The President went back to MacArthur again, for a third time, and told
him, "I'll meet you half way. Your flight from Tokyo down to Wake Island
takes only a few hours. We can confer. I'll bring all of my top people
with me, the Chiefs of Staff, etc. This conference shouldn't last more
than a few hours, a morning at the most, and then you can hop in your
plane and fly back to Tokyo and you will not have been away from your
responsibilities of the conflict for more than a day at the most. I'll
meet you half way."
Actually it was much more than half way. This was just a Truman expression,
a Trumanism. Wake Island is something like four or five thousand miles
from Washington.
Finally, MacArthur was put in a situation where he could not say no.
He would not be away from his responsibilities as long as the President
was.
In early October the President and his advisers, plane after plane load
of people (including myself) took off from Washington and flew to an Army
Air Force field near San Francisco. The name that sticks in my mind is
Hamilton Field. We refueled there and flew the more than two thousand
miles further to Honolulu where the plane was again refueled. Everybody
was briefed by the Air Force (and mind you these were Air Force planes)
on survival, what to do and what not to do if the plane came down in this
vast ocean. How to get rubber rafts out, inflate them, etc.
We stayed outside of Honolulu, at some portion of the Pearl Harbor naval
installation, for a few hours while all these technical things took place.
The President visited around the island, conferred with the Governor,
and observed the amenities. Then we took off for Wake Island.
These were four engine prop planes capable of a normal cruising speed
of about 220 miles an hour, not the jets of today. They were the best
that we had at that time. We flew, and flew, and flew. Three or four thousand
miles is a long way. We flew all day and all night, and landed early the
next morning on this tiny little Wake Island, a small strip of sand with
virtually no vegetation. It was just a barren island in the far reaches
of the Pacific.
Again, the personalities came into show. A President is entitled, by
his very authority in the position he holds, to be received by whomever
he is visiting, but that didn't happen at Wake Island. MacArthur let all
of them arrive first, then the great general flew in, and his plane landed.
Mind you, Wake Island was, in a sense, in MacArthur's bailiwick. He should
have been the host. Certainly his authority was lesser than the President's
and many of the others there, the Chief of Staff, Omar Bradley or Frank
Pace the Secretary of War.
HESS: Secretary of the Army.
NIXON: Secretary of the Army. They had changed the title.
When the great general arrived, it was they who had to stand at
the bottom of the ladder and receive the general who should have been
their host. He should have been there to receive them, but that
wasn't MacArthur's way. He wanted to be top dog. This, I suppose, was
not an accident. He knew when the President would arrive at Wake Island.
He knew exactly what the weather conditions were that can have an effect
on these long flights. This was deliberate.
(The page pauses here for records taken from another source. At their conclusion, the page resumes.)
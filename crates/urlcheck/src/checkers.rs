//! Protocol checker implementations and the scheme lookup table.

use crate::types::{CheckError, Target};
use async_trait::async_trait;
use std::collections::HashMap;
use std::sync::Arc;
use std::time::Duration;
use tokio::net::TcpStream;
use tokio::time::timeout;
use tracing::debug;
use url::Host;

/// User agent sent with every HTTP probe.
pub const USER_AGENT: &str = "url-exporter/1.0";

/// Maximum number of redirects followed before the probe fails.
pub const MAX_REDIRECTS: usize = 10;

/// Well-known ports for raw-connect schemes.
pub const DEFAULT_PORTS: &[(&str, u16)] = &[
    ("ftp", 21),
    ("sftp", 22),
    ("ssh", 22),
    ("telnet", 23),
    ("smtp", 25),
    ("mysql", 3306),
    ("postgres", 5432),
    ("postgresql", 5432),
    ("redis", 6379),
    ("mongodb", 27017),
];

/// Schemes routed to [`TcpChecker`] by [`CheckerRegistry::with_defaults`].
/// `tcp` has no default port and requires an explicit one.
pub const RAW_CONNECT_SCHEMES: &[&str] = &[
    "ftp",
    "sftp",
    "ssh",
    "telnet",
    "smtp",
    "mysql",
    "postgres",
    "postgresql",
    "redis",
    "mongodb",
    "tcp",
];

/// Default port for a raw-connect scheme.
pub fn default_port(scheme: &str) -> Option<u16> {
    DEFAULT_PORTS
        .iter()
        .find(|(name, _)| *name == scheme)
        .map(|(_, port)| *port)
}

/// A probe strategy for one protocol family.
///
/// Implementations perform exactly one attempt; retrying is the
/// orchestrator's job.
#[cfg_attr(test, mockall::automock)]
#[async_trait]
pub trait ProtocolChecker: Send + Sync {
    /// Probe `target`, returning the status code it answered with.
    async fn check(&self, target: &Target, timeout: Duration) -> Result<u16, CheckError>;

    /// Get the name of this checker
    fn name(&self) -> &'static str;
}

/// Header-only HTTP(S) checker
pub struct HttpChecker {
    client: reqwest::Client,
}

impl HttpChecker {
    /// Create a new HTTP checker
    pub fn new() -> Result<Self, reqwest::Error> {
        let client = reqwest::Client::builder()
            .user_agent(USER_AGENT)
            .redirect(reqwest::redirect::Policy::limited(MAX_REDIRECTS))
            .pool_max_idle_per_host(10)
            .pool_idle_timeout(Duration::from_secs(90))
            .build()?;

        Ok(Self { client })
    }
}

#[async_trait]
impl ProtocolChecker for HttpChecker {
    async fn check(&self, target: &Target, timeout_duration: Duration) -> Result<u16, CheckError> {
        let url = target
            .url()
            .ok_or_else(|| CheckError::InvalidUrl(target.to_string()))?;

        let request = self.client.head(url.clone()).timeout(timeout_duration);

        match timeout(timeout_duration, request.send()).await {
            Ok(Ok(response)) => {
                let status = response.status().as_u16();
                debug!(url = %target, status, "HTTP probe answered");
                Ok(status)
            }
            Ok(Err(e)) => Err(CheckError::Network(format!("request failed: {}", e))),
            Err(_) => Err(CheckError::Network(format!(
                "request timed out after {:?}",
                timeout_duration
            ))),
        }
    }

    fn name(&self) -> &'static str {
        "http"
    }
}

/// Raw TCP connect checker for non-HTTP schemes
///
/// Only the TCP handshake is performed; the application protocol is never
/// spoken, so any accepted connection counts as status 200.
#[derive(Debug, Clone, Copy, Default)]
pub struct TcpChecker;

impl TcpChecker {
    /// Create a new TCP checker
    pub fn new() -> Self {
        Self
    }

    /// Resolve the host and port to connect to.
    pub fn address(target: &Target) -> Result<(String, u16), CheckError> {
        let url = target
            .url()
            .ok_or_else(|| CheckError::InvalidUrl(target.to_string()))?;

        let host = match url.host() {
            Some(Host::Domain(domain)) => domain.to_string(),
            Some(Host::Ipv4(addr)) => addr.to_string(),
            Some(Host::Ipv6(addr)) => addr.to_string(),
            None => return Err(CheckError::InvalidUrl(format!("{}: missing host", target))),
        };

        let port = url
            .port()
            .or_else(|| default_port(url.scheme()))
            .ok_or_else(|| CheckError::MissingPort(url.scheme().to_string()))?;

        Ok((host, port))
    }
}

#[async_trait]
impl ProtocolChecker for TcpChecker {
    async fn check(&self, target: &Target, timeout_duration: Duration) -> Result<u16, CheckError> {
        let (host, port) = Self::address(target)?;

        match timeout(timeout_duration, TcpStream::connect((host.as_str(), port))).await {
            Ok(Ok(_stream)) => {
                debug!(url = %target, host = %host, port, "TCP connect succeeded");
                Ok(200)
            }
            Ok(Err(e)) => Err(CheckError::Network(format!(
                "connection failed to {}:{}: {}",
                host, port, e
            ))),
            Err(_) => Err(CheckError::Network(format!(
                "connection failed to {}:{}: timed out after {:?}",
                host, port, timeout_duration
            ))),
        }
    }

    fn name(&self) -> &'static str {
        "tcp"
    }
}

/// Scheme to checker lookup table
#[derive(Clone, Default)]
pub struct CheckerRegistry {
    checkers: HashMap<String, Arc<dyn ProtocolChecker>>,
}

impl CheckerRegistry {
    /// Create an empty registry
    pub fn new() -> Self {
        Self::default()
    }

    /// Registry with the HTTP and raw-connect families installed
    pub fn with_defaults() -> Result<Self, reqwest::Error> {
        let mut registry = Self::new();

        let http: Arc<dyn ProtocolChecker> = Arc::new(HttpChecker::new()?);
        registry.register("http", http.clone());
        registry.register("https", http);

        let tcp: Arc<dyn ProtocolChecker> = Arc::new(TcpChecker::new());
        for scheme in RAW_CONNECT_SCHEMES {
            registry.register(*scheme, tcp.clone());
        }

        Ok(registry)
    }

    /// Route `scheme` to `checker`, replacing any previous entry.
    pub fn register(&mut self, scheme: impl Into<String>, checker: Arc<dyn ProtocolChecker>) {
        self.checkers.insert(scheme.into().to_ascii_lowercase(), checker);
    }

    /// Look up the checker for a scheme
    pub fn get(&self, scheme: &str) -> Option<&Arc<dyn ProtocolChecker>> {
        self.checkers.get(scheme)
    }

    /// Registered schemes, sorted
    pub fn schemes(&self) -> Vec<&str> {
        let mut schemes: Vec<&str> = self.checkers.keys().map(String::as_str).collect();
        schemes.sort_unstable();
        schemes
    }

    /// Dispatch one attempt to the checker registered for the target's scheme.
    pub async fn check(&self, target: &Target, timeout: Duration) -> Result<u16, CheckError> {
        if target.url().is_none() {
            return Err(CheckError::InvalidUrl(target.to_string()));
        }

        match self.get(target.scheme()) {
            Some(checker) => checker.check(target, timeout).await,
            None => Err(CheckError::UnsupportedProtocol(target.scheme().to_string())),
        }
    }
}

impl std::fmt::Debug for CheckerRegistry {
    fn fmt(&self, f: &mut std::fmt::Formatter<'_>) -> std::fmt::Result {
        f.debug_struct("CheckerRegistry")
            .field("schemes", &self.schemes())
            .finish()
    }
}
This was to show what
he considered his vast authority, vaster than the President of the United
States, vaster than the Chief of Staff, who was his commander, or anybody
else. This was an unspoken thing to put the President and the others in
their proper place.
The MacArthur plane landed on the strip and taxied up, and the usual
things were done. The tall ladder was pushed up to the side door, then
the great general stepped out on the upper platform (with his assembled
uniformed staff behind him) and viewed the scene. He halted there for
moments, and looked down upon the President and these other top military
people, who were standing humbly at the bottom of the ladder waiting for
him to descend. I repeat, it should have MacArthur at the bottom
of the ladder. MacArthur made it the reverse.
The President shook hands with MacArthur very cordially. MacArthur hardly
glanced at him. Some photographs of this event were taken by news photographers
who were along, Air Force, Navy, and what all photographers took pictures
as a matter of news and record. MacArthur’s face was turned toward the
cameras.
This was the sort of atmosphere it was, and the setting and the way it
happened. The President was cordial, after all he had admiration for MacArthur.
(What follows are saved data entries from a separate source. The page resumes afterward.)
#[cfg(test)]
mod tests {
    use super::*;
    use crate::checkers::{MockProtocolChecker, ProtocolChecker};
    use crate::types::CheckError;
    use async_trait::async_trait;
    use std::sync::atomic::{AtomicUsize, Ordering};

    /// Never answers
    struct StallingChecker;

    #[async_trait]
    impl ProtocolChecker for StallingChecker {
        async fn check(&self, _target: &Target, _timeout: Duration) -> std::result::Result<u16, CheckError> {
            std::future::pending().await
        }

        fn name(&self) -> &'static str {
            "stall"
        }
    }

    fn registry_with(scheme: &str, checker: Arc<dyn ProtocolChecker>) -> Arc<CheckerRegistry> {
        let mut registry = CheckerRegistry::new();
        registry.register(scheme, checker);
        Arc::new(registry)
    }

    fn config(retries: u32) -> CheckConfig {
        CheckConfig {
            check_interval: Duration::from_millis(50),
            timeout: Duration::from_millis(100),
            retries,
        }
    }

    #[test]
    fn test_new_rejects_empty_targets() {
        let result = Orchestrator::new(Vec::<String>::new(), config(0), Arc::new(CheckerRegistry::new()));
        assert!(matches!(result, Err(Error::Config(_))));
    }

    #[test]
    fn test_new_rejects_zero_interval() {
        let mut cfg = config(0);
        cfg.check_interval = Duration::ZERO;
        let result = Orchestrator::new(["http://a"], cfg, Arc::new(CheckerRegistry::new()));
        assert!(matches!(result, Err(Error::Config(_))));
    }

    #[test]
    fn test_results_handed_out_once() {
        let orchestrator =
            Orchestrator::new(["http://a", "http://b"], config(0), Arc::new(CheckerRegistry::new()))
                .unwrap();
        assert_eq!(orchestrator.targets().len(), 2);
        assert_eq!(orchestrator.state(), RunState::Idle);

        let rx = orchestrator.results().expect("first call returns the queue");
        assert_eq!(rx.max_capacity(), 4);
        assert!(orchestrator.results().is_none());
    }

    #[tokio::test(start_paused = true)]
    async fn test_connection_failure_retries_with_linear_backoff() {
        let mut mock = MockProtocolChecker::new();
        mock.expect_check()
            .times(3)
            .returning(|_, _| Err(CheckError::Network("connection refused".into())));
        let registry = registry_with("tcp", Arc::new(mock));

        let target = Target::parse("tcp://127.0.0.1:1");
        let started = Instant::now();
        let result = check_target(
            &target,
            &registry,
            &LinearBackoff::default(),
            config(2),
            &CancellationToken::new(),
        )
        .await
        .unwrap();

        assert!(started.elapsed() >= Duration::from_secs(3));
        assert_eq!(result.error, Some(CheckError::Network("connection refused".into())));
        assert_eq!(result.status_code, 0);
        assert_eq!(result.status_label(), "error");
    }

    #[tokio::test(start_paused = true)]
    async fn test_http_error_status_is_not_retried() {
        let mut mock = MockProtocolChecker::new();
        mock.expect_check().times(1).returning(|_, _| Ok(500));
        let registry = registry_with("https", Arc::new(mock));

        let result = check_target(
            &Target::parse("https://example.com"),
            &registry,
            &LinearBackoff::default(),
            config(3),
            &CancellationToken::new(),
        )
        .await
        .unwrap();

        assert!(result.error.is_none());
        assert_eq!(result.status_code, 500);
        assert!(!result.is_up());
    }

    #[tokio::test(start_paused = true)]
    async fn test_unsupported_protocol_skips_retry_budget() {
        let registry = Arc::new(CheckerRegistry::new());
        let started = Instant::now();

        let result = check_target(
            &Target::parse("gopher://example.com"),
            &registry,
            &LinearBackoff::default(),
            config(3),
            &CancellationToken::new(),
        )
        .await
        .unwrap();

        assert!(started.elapsed() < Duration::from_secs(1));
        assert_eq!(
            result.error,
            Some(CheckError::UnsupportedProtocol("gopher".into()))
        );
    }

    #[tokio::test(start_paused = true)]
    async fn test_recovers_on_retry() {
        let calls = Arc::new(AtomicUsize::new(0));
        let counter = calls.clone();

        let mut mock = MockProtocolChecker::new();
        mock.expect_check().returning(move |_, _| {
            if counter.fetch_add(1, Ordering::SeqCst) == 0 {
                Err(CheckError::Network("reset".into()))
            } else {
                Ok(200)
            }
        });
        let registry = registry_with("http", Arc::new(mock));

        let result = check_target(
            &Target::parse("http://flaky.local"),
            &registry,
            &LinearBackoff::default(),
            config(3),
            &CancellationToken::new(),
        )
        .await
        .unwrap();

        assert_eq!(calls.load(Ordering::SeqCst), 2);
        assert!(result.is_up());
    }

    #[tokio::test]
    async fn test_cancelled_check_yields_nothing() {
        let registry = registry_with("tcp", Arc::new(StallingChecker));
        let cancel = CancellationToken::new();

        let handle = tokio::spawn({
            let cancel = cancel.clone();
            async move {
                check_target(
                    &Target::parse("tcp://10.0.0.1:9"),
                    &registry,
                    &LinearBackoff::default(),
                    config(1),
                    &cancel,
                )
                .await
            }
        });

        sleep(Duration::from_millis(20)).await;
        cancel.cancel();

        let result = timeout(Duration::from_secs(1), handle).await.unwrap().unwrap();
        assert!(result.is_none());
    }

    #[tokio::test(start_paused = true)]
    async fn test_first_tick_fires_immediately() {
        let mut mock = MockProtocolChecker::new();
        mock.expect_check().returning(|_, _| Ok(200));
        let registry = registry_with("http", Arc::new(mock));

        let mut cfg = config(0);
        cfg.check_interval = Duration::from_secs(3600);
        let orchestrator =
            Arc::new(Orchestrator::new(["http://a", "http://b"], cfg, registry).unwrap());
        let mut rx = orchestrator.results().unwrap();

        let cancel = CancellationToken::new();
        let handle = tokio::spawn({
            let orchestrator = orchestrator.clone();
            let cancel = cancel.clone();
            async move { orchestrator.start(cancel).await }
        });

        let mut urls = vec![rx.recv().await.unwrap().url, rx.recv().await.unwrap().url];
        urls.sort();
        assert_eq!(urls, vec!["http://a", "http://b"]);

        cancel.cancel();
        handle.await.unwrap();
        assert_eq!(orchestrator.state(), RunState::Stopped);
        // Terminates only once the queue is closed
        while rx.recv().await.is_some() {}
    }

    #[tokio::test]
    async fn test_cancel_mid_tick_emits_nothing() {
        let registry = registry_with("tcp", Arc::new(StallingChecker));
        let orchestrator = Arc::new(
            Orchestrator::new(["tcp://10.0.0.1:9", "tcp://10.0.0.2:9"], config(2), registry).unwrap(),
        );
        let mut rx = orchestrator.results().unwrap();

        let cancel = CancellationToken::new();
        let handle = tokio::spawn({
            let orchestrator = orchestrator.clone();
            let cancel = cancel.clone();
            async move { orchestrator.start(cancel).await }
        });

        sleep(Duration::from_millis(50)).await;
        assert!(orchestrator.is_running());
        cancel.cancel();

        timeout(Duration::from_secs(1), handle)
            .await
            .expect("start returns promptly")
            .unwrap();
        assert!(rx.recv().await.is_none());

        orchestrator.shutdown(Duration::from_secs(1)).await.unwrap();
        orchestrator.shutdown(Duration::from_secs(1)).await.unwrap();
    }

    #[tokio::test]
    async fn test_shutdown_stops_running_loop() {
        let mut mock = MockProtocolChecker::new();
        mock.expect_check().returning(|_, _| Ok(204));
        let registry = registry_with("http", Arc::new(mock));
        let orchestrator =
            Arc::new(Orchestrator::new(["http://a"], config(0), registry).unwrap());
        let mut rx = orchestrator.results().unwrap();

        let handle = tokio::spawn({
            let orchestrator = orchestrator.clone();
            async move { orchestrator.start(CancellationToken::new()).await }
        });

        assert_eq!(rx.recv().await.unwrap().status_code, 204);

        orchestrator.shutdown(Duration::from_secs(1)).await.unwrap();
        assert_eq!(orchestrator.state(), RunState::Stopped);
        handle.await.unwrap();

        // Drain whatever was queued before the stop, then the queue reports closed.
        while rx.recv().await.is_some() {}
        orchestrator.shutdown(Duration::from_millis(10)).await.unwrap();
    }

    #[tokio::test]
    async fn test_shutdown_before_start() {
        let orchestrator =
            Orchestrator::new(["http://a"], config(0), Arc::new(CheckerRegistry::new())).unwrap();
        let mut rx = orchestrator.results().unwrap();

        orchestrator.shutdown(Duration::from_millis(10)).await.unwrap();
        timeout(Duration::from_secs(1), orchestrator.start(CancellationToken::new()))
            .await
            .expect("start exits at once after shutdown");
        assert!(rx.recv().await.is_none());
    }

    #[tokio::test(flavor = "multi_thread", worker_threads = 2)]
    async fn test_shutdown_racing_start_never_leaves_loop_running() {
        for _ in 0..200 {
            let mut mock = MockProtocolChecker::new();
            mock.expect_check().returning(|_, _| Ok(200));
            let registry = registry_with("http", Arc::new(mock));
            let orchestrator = Arc::new(Orchestrator::new(["http://a"], config(0), registry).unwrap());
            let _rx = orchestrator.results().unwrap();

            let handle = tokio::spawn({
                let orchestrator = orchestrator.clone();
                async move { orchestrator.start(CancellationToken::new()).await }
            });

            orchestrator.shutdown(Duration::from_secs(2)).await.unwrap();
            assert_eq!(orchestrator.state(), RunState::Stopped);

            timeout(Duration::from_secs(2), handle)
                .await
                .expect("start returns after shutdown")
                .unwrap();
            assert_eq!(orchestrator.state(), RunState::Stopped);
        }
    }

    #[tokio::test]
    async fn test_timestamps_non_decreasing_across_ticks() {
        let mut mock = MockProtocolChecker::new();
        mock.expect_check().returning(|_, _| Ok(200));
        let registry = registry_with("http", Arc::new(mock));

        let mut cfg = config(0);
        cfg.check_interval = Duration::from_millis(10);
        let orchestrator = Arc::new(Orchestrator::new(["http://a"], cfg, registry).unwrap());
        let mut rx = orchestrator.results().unwrap();

        let cancel = CancellationToken::new();
        let handle = tokio::spawn({
            let orchestrator = orchestrator.clone();
            let cancel = cancel.clone();
            async move { orchestrator.start(cancel).await }
        });

        let mut previous = None;
        for _ in 0..4 {
            let result = rx.recv().await.unwrap();
            if let Some(previous) = previous {
                assert!(result.timestamp >= previous);
            }
            previous = Some(result.timestamp);
        }

        cancel.cancel();
        handle.await.unwrap();
    }
}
MacArthur had proved himself as a soldier. MacArthur never smiled once
to show any cordiality. His face was like it was cast of stone. He lacked
the simple cordiality that you would expect.
The President had arranged to meet with MacArthur alone. To confer with
him where they could talk with privacy. Meanwhile, the others in his party,
the big wheels from the Pentagon and State Department, would confer with
their "opposite numbers" on MacArthur's staff. Some of the problems involved
were postwar problems. What did you do to rehabilitate South Korea, which
was devastated by this conflict? What did we do about preventing another
incursion by the North Koreans? What did we do about returning our forces
to Japan, and/or the United States? There were many such technical matters
to be threshed over and views put forward and given later decisions, in
addition to some few overriding things affecting the war itself, which
appeared to be about won.
The President and MacArthur climbed into a staff car. They sat in the
back seat together, and went off to a little one-story cinder block house,
off to the side of the air strip, for their conference. This conference
was supposed to be a private matter in which both the President and MacArthur
could converse and talk freely with no record of their actual conversation.
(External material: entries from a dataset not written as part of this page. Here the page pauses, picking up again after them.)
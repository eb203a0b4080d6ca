//! HTTP endpoints: service info, liveness and Prometheus metrics.

use crate::metrics::ScrapeAdapter;
use axum::{
    Json, Router,
    extract::State,
    http::StatusCode,
    response::{IntoResponse, Response},
    routing::get,
};
use serde::Serialize;
use std::sync::Arc;
use tokio::net::TcpListener;
use tokio_util::sync::CancellationToken;
use tower::ServiceBuilder;
use tower_http::trace::TraceLayer;
use tracing::{info, warn};
use urlcheck::AggregationStore;

/// Endpoints served by the exporter
pub const ENDPOINTS: [&str; 3] = ["/", "/health", "/metrics"];

/// Build metadata, injected through the environment at compile time
#[derive(Debug, Clone, PartialEq, Eq, Serialize)]
pub struct BuildInfo {
    pub version: String,
    pub commit: String,
    pub date: String,
    pub built_by: String,
}

impl BuildInfo {
    pub fn from_env() -> Self {
        Self {
            version: env!("CARGO_PKG_VERSION").to_string(),
            commit: option_env!("URL_EXPORTER_COMMIT").unwrap_or("unknown").to_string(),
            date: option_env!("URL_EXPORTER_DATE").unwrap_or("unknown").to_string(),
            built_by: option_env!("URL_EXPORTER_BUILT_BY").unwrap_or("unknown").to_string(),
        }
    }
}

/// Body of `GET /`
#[derive(Debug, Clone, Serialize)]
pub struct ServiceInfo {
    pub service: &'static str,
    #[serde(flatten)]
    pub build: BuildInfo,
    pub instance: String,
    pub targets: usize,
    pub status: &'static str,
    pub endpoints: [&'static str; 3],
}

/// Shared handler state
#[derive(Clone)]
pub struct AppState {
    store: Arc<AggregationStore>,
    adapter: Arc<ScrapeAdapter>,
    info: Arc<ServiceInfo>,
}

impl AppState {
    pub fn new(store: Arc<AggregationStore>, adapter: ScrapeAdapter, targets: usize) -> Self {
        let info = ServiceInfo {
            service: "url-exporter",
            build: BuildInfo::from_env(),
            instance: adapter.instance().to_string(),
            targets,
            status: "running",
            endpoints: ENDPOINTS,
        };
        Self {
            store,
            adapter: Arc::new(adapter),
            info: Arc::new(info),
        }
    }
}

/// Build the exporter router
pub fn router(state: AppState) -> Router {
    Router::new()
        .route("/", get(root_handler))
        .route("/health", get(health_handler))
        .route("/metrics", get(metrics_handler))
        .layer(ServiceBuilder::new().layer(TraceLayer::new_for_http()))
        .with_state(state)
}

/// HTTP server for the exporter endpoints
pub struct MetricsServer {
    state: AppState,
    listener: TcpListener,
}

impl MetricsServer {
    /// Bind the listen address
    pub async fn bind(state: AppState, listen_addr: &str) -> common::Result<Self> {
        let listener = TcpListener::bind(listen_addr).await?;
        Ok(Self::from_listener(state, listener))
    }

    /// Serve on an already bound listener
    pub fn from_listener(state: AppState, listener: TcpListener) -> Self {
        Self { state, listener }
    }

    pub fn local_addr(&self) -> common::Result<std::net::SocketAddr> {
        Ok(self.listener.local_addr()?)
    }

    /// Serve until `token` is cancelled, then finish in-flight requests
    pub async fn run(self, token: CancellationToken) -> common::Result<()> {
        let listen_addr = self.local_addr()?;
        info!(listen_addr = %listen_addr, "Metrics server listening");

        axum::serve(self.listener, router(self.state))
            .with_graceful_shutdown(async move { token.cancelled().await })
            .await?;

        info!("Metrics server stopped");
        Ok(())
    }
}

/// Handler for / endpoint
async fn root_handler(State(state): State<AppState>) -> Json<ServiceInfo> {
    Json(state.info.as_ref().clone())
}

/// Handler for /health endpoint
async fn health_handler() -> Json<serde_json::Value> {
    Json(serde_json::json!({ "status": "ok" }))
}

/// Media type of the prometheus-client text encoding
pub const METRICS_CONTENT_TYPE: &str = "application/openmetrics-text; version=1.0.0; charset=utf-8";

/// Handler for /metrics endpoint
async fn metrics_handler(State(state): State<AppState>) -> Response {
    let snapshot = state.store.snapshot().await;

    match state.adapter.render(&snapshot) {
        Ok(buffer) => (
            StatusCode::OK,
            [("content-type", METRICS_CONTENT_TYPE)],
            buffer,
        )
            .into_response(),
        Err(e) => {
            warn!(error = %e, "Failed to encode metrics");
            (
                StatusCode::INTERNAL_SERVER_ERROR,
                format!("Failed to encode metrics: {}", e),
            )
                .into_response()
        }
    }
}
It was the President's understanding, and it was MacArthur's understanding.
But, unknown to either, in an adjoining room, with a lattice door through
which sound penetrated as though the door were open, there was a young
lady secretary named Vernice Anderson. She was a secretary to Ambassador
Philip C. Jessup, the Ambassador at Large. Apparently without instructions
being given to her to do so (and frankly I have never been sure of this),
Miss Anderson took it for granted that if she had been placed in
this room, and she was a stenographer, that the reason was a simple one;
that she was there to make a record of the meeting and what went on. In
any event, that is what she did.
This conference, between the two, lasted a good part of the morning.
Meanwhile the staffs were conferring. Once the meeting was over with between
the President and MacArthur, everybody packed up and the flights were
started back to Hawaii and Tokyo.
As it turned out, the few reporters, including myself, who were along
ran into an absolute shambles as far as communications were concerned.
They were almost nonexistant, as we found out after we got to Wake Island.
Before we left Washington I had gone to Charlie Ross and asked him about
communications facilities. Charlie had assured me that the Navy had "adequate"
communications facilities on Wake Island, and that was what would be used
to send our news dispatches back to Honolulu, from there they would be
relayed to San Francisco. I had my doubts.
I told Charlie that in view of the importance of this meeting and the
large volume of the news copy that would come out of it, that I would
appreciate it very much if he would run another check. I had learned fast
how inadequate Navy or any other kind of communications could be thousands
of miles away from normal facilities. I also asked Charlie if additional
communications facilities couldn't be made available. These were readily
available through the Army Signal Corps or the Navy.
I remembered that when we had been aboard a destroyer, that a great deal
of additional radio equipment, radio operated teletype-writers and so
forth, had always been taken along, and we were in good shape. Either
Ross was assured by the Navy that the communications were adequate, or
he was too busy thinking of other things and just didn't take any action.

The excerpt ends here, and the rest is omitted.